Assigned task: Filter task. Return each line of the material that holds the string "ApiError".

START Excerpted records

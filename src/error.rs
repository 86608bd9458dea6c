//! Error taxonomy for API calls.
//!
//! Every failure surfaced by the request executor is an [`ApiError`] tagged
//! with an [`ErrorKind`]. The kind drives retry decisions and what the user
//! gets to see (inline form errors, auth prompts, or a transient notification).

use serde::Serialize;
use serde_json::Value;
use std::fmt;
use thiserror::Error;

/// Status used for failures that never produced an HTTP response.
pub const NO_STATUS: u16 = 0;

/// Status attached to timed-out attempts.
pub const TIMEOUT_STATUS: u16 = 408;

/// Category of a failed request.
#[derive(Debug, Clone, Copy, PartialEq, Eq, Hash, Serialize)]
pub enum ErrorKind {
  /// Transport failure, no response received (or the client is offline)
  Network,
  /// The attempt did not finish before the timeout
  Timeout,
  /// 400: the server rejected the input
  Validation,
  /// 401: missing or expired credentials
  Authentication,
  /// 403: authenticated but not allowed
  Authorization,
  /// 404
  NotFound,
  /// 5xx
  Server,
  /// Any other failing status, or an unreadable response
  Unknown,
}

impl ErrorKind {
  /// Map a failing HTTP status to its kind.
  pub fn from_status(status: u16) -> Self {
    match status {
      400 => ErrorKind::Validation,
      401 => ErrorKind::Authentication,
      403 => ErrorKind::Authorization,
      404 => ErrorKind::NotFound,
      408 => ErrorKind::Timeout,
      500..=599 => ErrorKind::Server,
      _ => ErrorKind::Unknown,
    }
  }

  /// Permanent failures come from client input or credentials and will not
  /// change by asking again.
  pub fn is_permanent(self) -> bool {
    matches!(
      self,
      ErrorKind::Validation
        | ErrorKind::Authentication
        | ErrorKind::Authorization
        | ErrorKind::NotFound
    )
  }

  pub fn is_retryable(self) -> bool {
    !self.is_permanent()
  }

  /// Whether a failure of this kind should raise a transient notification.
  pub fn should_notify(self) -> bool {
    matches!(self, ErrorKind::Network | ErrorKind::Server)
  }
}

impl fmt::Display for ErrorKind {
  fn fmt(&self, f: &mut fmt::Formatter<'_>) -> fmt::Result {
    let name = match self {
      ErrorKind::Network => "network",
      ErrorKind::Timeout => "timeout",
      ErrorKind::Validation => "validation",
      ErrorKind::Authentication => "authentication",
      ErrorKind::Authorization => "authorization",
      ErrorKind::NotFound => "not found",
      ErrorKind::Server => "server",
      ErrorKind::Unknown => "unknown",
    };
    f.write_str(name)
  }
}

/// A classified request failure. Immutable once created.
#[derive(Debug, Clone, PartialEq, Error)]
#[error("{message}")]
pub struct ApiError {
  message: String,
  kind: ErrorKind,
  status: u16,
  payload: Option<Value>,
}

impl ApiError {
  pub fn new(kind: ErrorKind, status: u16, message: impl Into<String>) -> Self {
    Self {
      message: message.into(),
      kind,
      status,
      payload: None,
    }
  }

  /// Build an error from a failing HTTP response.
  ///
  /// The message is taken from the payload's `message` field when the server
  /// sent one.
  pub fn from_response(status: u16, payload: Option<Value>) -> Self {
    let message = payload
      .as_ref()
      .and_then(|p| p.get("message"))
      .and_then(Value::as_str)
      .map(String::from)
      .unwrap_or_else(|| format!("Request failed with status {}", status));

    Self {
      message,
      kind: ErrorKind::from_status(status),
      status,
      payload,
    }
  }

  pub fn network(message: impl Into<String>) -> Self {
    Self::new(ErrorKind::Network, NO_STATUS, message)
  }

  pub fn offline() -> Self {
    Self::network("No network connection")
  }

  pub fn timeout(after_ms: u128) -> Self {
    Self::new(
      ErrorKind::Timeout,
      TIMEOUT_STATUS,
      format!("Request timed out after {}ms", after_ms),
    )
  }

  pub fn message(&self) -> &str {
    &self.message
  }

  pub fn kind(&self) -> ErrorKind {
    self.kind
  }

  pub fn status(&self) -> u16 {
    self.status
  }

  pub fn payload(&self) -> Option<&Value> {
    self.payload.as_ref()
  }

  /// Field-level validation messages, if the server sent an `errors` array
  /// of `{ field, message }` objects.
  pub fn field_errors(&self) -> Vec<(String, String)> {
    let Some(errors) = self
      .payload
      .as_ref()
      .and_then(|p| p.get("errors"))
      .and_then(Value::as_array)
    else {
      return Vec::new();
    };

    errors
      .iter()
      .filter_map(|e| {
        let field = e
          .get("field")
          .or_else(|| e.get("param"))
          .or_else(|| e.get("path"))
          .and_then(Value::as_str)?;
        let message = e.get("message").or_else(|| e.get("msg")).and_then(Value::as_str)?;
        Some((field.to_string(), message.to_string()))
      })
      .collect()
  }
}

END Excerpted records

Written answer:
//! Every failure surfaced by the request executor is an [`ApiError`] tagged
pub struct ApiError {
impl ApiError {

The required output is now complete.